[Collected data]
*** Begin section ***
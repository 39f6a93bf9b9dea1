//! Canned provider used for development and tests

use super::{
    AssistantProvider, EventSink, FunctionCallTurn, ProviderError, ProviderMessageEvent,
    TurnRequest,
};
use async_trait::async_trait;
use std::sync::atomic::{AtomicBool, AtomicU64, Ordering};
use std::time::Duration;

pub const MOCK_REPLY: &str = "Hello, how can I help you today?";
pub const DEFAULT_MOCK_LATENCY: Duration = Duration::from_millis(500);

/// Replies to everything with the same greeting after a fixed delay.
///
/// A new call or `cancel()` before the delay elapses clears the in-progress
/// latch of the pending call, which then emits nothing.
pub struct MockProvider {
    latency: Duration,
    in_progress: AtomicBool,
    generation: AtomicU64,
}

impl Default for MockProvider {
    fn default() -> Self {
        Self::new(DEFAULT_MOCK_LATENCY)
    }
}

impl MockProvider {
    pub fn new(latency: Duration) -> Self {
        Self {
            latency,
            in_progress: AtomicBool::new(false),
            generation: AtomicU64::new(0),
        }
    }

    /// Clear the latch so a pending reply is dropped
    #[cfg(test)]
    pub fn cancel(&self) {
        self.in_progress.store(false, Ordering::SeqCst);
    }

    pub fn is_in_progress(&self) -> bool {
        self.in_progress.load(Ordering::SeqCst)
    }

    async fn reply(
        &self,
        thread_id: &str,
        user_message_id: &str,
        sink: &EventSink,
    ) -> Result<(), ProviderError> {
        let generation = self.generation.fetch_add(1, Ordering::SeqCst) + 1;
        self.in_progress.store(true, Ordering::SeqCst);

        tokio::select! {
            () = tokio::time::sleep(self.latency) => {}
            () = sink.cancelled() => {
                self.release(generation);
                return Ok(());
            }
        }

        // Superseded by a newer call, or cancelled through the latch
        if self.generation.load(Ordering::SeqCst) != generation || !self.is_in_progress() {
            return Ok(());
        }

        let message_id = format!("mock_{}", uuid::Uuid::new_v4());
        let events = [
            ProviderMessageEvent::Created {
                message_id: message_id.clone(),
                thread_id: thread_id.to_string(),
            },
            ProviderMessageEvent::OutputTextDelta {
                message_id: message_id.clone(),
                content_id: format!("{message_id}-text"),
                text_delta: MOCK_REPLY.to_string(),
            },
            ProviderMessageEvent::Completed {
                message_id,
                user_message_id: user_message_id.to_string(),
                response_id: None,
            },
        ];
        for event in events {
            if !sink.emit(event).await {
                break;
            }
        }

        self.release(generation);
        Ok(())
    }

    fn release(&self, generation: u64) {
        if self.generation.load(Ordering::SeqCst) == generation {
            self.in_progress.store(false, Ordering::SeqCst);
        }
    }
}

#[async_trait]
impl AssistantProvider for MockProvider {
    async fn send_message(
        &self,
        request: TurnRequest,
        sink: EventSink,
    ) -> Result<(), ProviderError> {
        self.reply(&request.message.thread_id, &request.message.id, &sink)
            .await
    }

    async fn send_function_call_response(
        &self,
        request: FunctionCallTurn,
        sink: EventSink,
    ) -> Result<(), ProviderError> {
        self.reply(&request.message.thread_id, &request.message.id, &sink)
            .await
    }

    fn name(&self) -> &str {
        "mock"
    }
}
//! pagechat - assistant chat panel for the page open in the browser
//!
//! Serves the panel's HTTP API and drives a Chrome instance over CDP so the
//! assistant can read the current page and fill in or click on it.

mod api;
mod browser;
mod conversation;
mod db;
mod instructions;
mod provider;
mod runtime;
mod tools;

use api::{create_router, AppState};
use browser::{BrowserPort, CdpBrowser, CdpConfig};
use db::Database;
use provider::{ProviderConfig, ProviderRegistry};
use runtime::{ChatSession, ConversationStore, DatabaseStorage, SessionConfig, TokenStorage};
use std::net::SocketAddr;
use std::path::PathBuf;
use std::sync::Arc;
use tools::ToolRegistry;
use tower_http::{
    compression::CompressionLayer,
    cors::{Any, CorsLayer},
    trace::TraceLayer,
};
use tracing_subscriber::{layer::SubscriberExt, util::SubscriberInitExt};

#[tokio::main]
async fn main() -> Result<(), Box<dyn std::error::Error>> {
    // Initialize logging
    tracing_subscriber::registry()
        .with(
            tracing_subscriber::EnvFilter::try_from_default_env()
                .unwrap_or_else(|_| "pagechat=info,tower_http=debug".into()),
        )
        .with(
            tracing_subscriber::fmt::layer()
                .json()
                .with_current_span(false)
                .with_span_list(false),
        )
        .init();

    // Configuration
    let db_path = std::env::var("PAGECHAT_DB_PATH").unwrap_or_else(|_| {
        let home = std::env::var("HOME").unwrap_or_else(|_| "/tmp".to_string());
        format!("{home}/.pagechat/pagechat.db")
    });

    let port: u16 = std::env::var("PAGECHAT_PORT")
        .ok()
        .and_then(|p| p.parse().ok())
        .unwrap_or(8000);

    let auto_execute = std::env::var("PAGECHAT_AUTO_EXECUTE")
        .is_ok_and(|v| matches!(v.trim().to_ascii_lowercase().as_str(), "1" | "true" | "yes"));

    // Ensure database directory exists
    if let Some(parent) = PathBuf::from(&db_path).parent() {
        std::fs::create_dir_all(parent)?;
    }

    // Initialize storage
    tracing::info!(path = %db_path, "Opening database");
    let storage = Arc::new(DatabaseStorage::new(Database::open(&db_path)?));
    let tokens = TokenStorage::new(storage.clone());

    // Initialize providers
    let provider_config = ProviderConfig::from_env();
    let registry = ProviderRegistry::new(&provider_config, tokens.clone())?;
    let provider = registry
        .default_provider()
        .ok_or("Configured provider is not available")?;
    tracing::info!(
        provider = provider.name(),
        model = registry.default_model(),
        available = ?registry.available(),
        "Provider registry initialized"
    );

    // Attach to the browser
    let browser: Arc<dyn BrowserPort> = Arc::new(CdpBrowser::start(CdpConfig::from_env()).await?);

    // Start the chat session
    let store: Arc<dyn ConversationStore> = storage;
    let (session, handle) = ChatSession::new(
        SessionConfig {
            model: registry.default_model().to_string(),
            auto_execute,
        },
        store.clone(),
        provider,
        browser.clone(),
        Arc::new(ToolRegistry::page_actions()),
    );
    session.spawn();

    let state = AppState::new(handle, store, tokens, browser);

    // Create router
    let cors = CorsLayer::new()
        .allow_origin(Any)
        .allow_methods(Any)
        .allow_headers(Any);

    let compression = CompressionLayer::new()
        .gzip(true)
        .br(true)
        .deflate(true)
        .zstd(true);

    let app = create_router(state)
        .layer(cors)
        .layer(compression)
        .layer(TraceLayer::new_for_http());

    // Start server
    let addr = SocketAddr::from(([127, 0, 0, 1], port));
    tracing::info!("pagechat server listening on {}", addr);

    let listener = tokio::net::TcpListener::bind(addr).await?;
    axum::serve(listener, app).await?;

    Ok(())
}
*** End section ***
About this exercise:
Your task is to retype the entries verbatim, starting with the line that holds "in the browser" and stopping after the line that holds "database directory exists".

Result for this exercise:
//! pagechat - assistant chat panel for the page open in the browser
//!
//! Serves the panel's HTTP API and drives a Chrome instance over CDP so the
//! assistant can read the current page and fill in or click on it.

mod api;
mod browser;
mod conversation;
mod db;
mod instructions;
mod provider;
mod runtime;
mod tools;

use api::{create_router, AppState};
use browser::{BrowserPort, CdpBrowser, CdpConfig};
use db::Database;
use provider::{ProviderConfig, ProviderRegistry};
use runtime::{ChatSession, ConversationStore, DatabaseStorage, SessionConfig, TokenStorage};
use std::net::SocketAddr;
use std::path::PathBuf;
use std::sync::Arc;
use tools::ToolRegistry;
use tower_http::{
    compression::CompressionLayer,
    cors::{Any, CorsLayer},
    trace::TraceLayer,
};
use tracing_subscriber::{layer::SubscriberExt, util::SubscriberInitExt};

#[tokio::main]
async fn main() -> Result<(), Box<dyn std::error::Error>> {
    // Initialize logging
    tracing_subscriber::registry()
        .with(
            tracing_subscriber::EnvFilter::try_from_default_env()
                .unwrap_or_else(|_| "pagechat=info,tower_http=debug".into()),
        )
        .with(
            tracing_subscriber::fmt::layer()
                .json()
                .with_current_span(false)
                .with_span_list(false),
        )
        .init();

    // Configuration
    let db_path = std::env::var("PAGECHAT_DB_PATH").unwrap_or_else(|_| {
        let home = std::env::var("HOME").unwrap_or_else(|_| "/tmp".to_string());
        format!("{home}/.pagechat/pagechat.db")
    });

    let port: u16 = std::env::var("PAGECHAT_PORT")
        .ok()
        .and_then(|p| p.parse().ok())
        .unwrap_or(8000);

    let auto_execute = std::env::var("PAGECHAT_AUTO_EXECUTE")
        .is_ok_and(|v| matches!(v.trim().to_ascii_lowercase().as_str(), "1" | "true" | "yes"));

    // Ensure database directory exists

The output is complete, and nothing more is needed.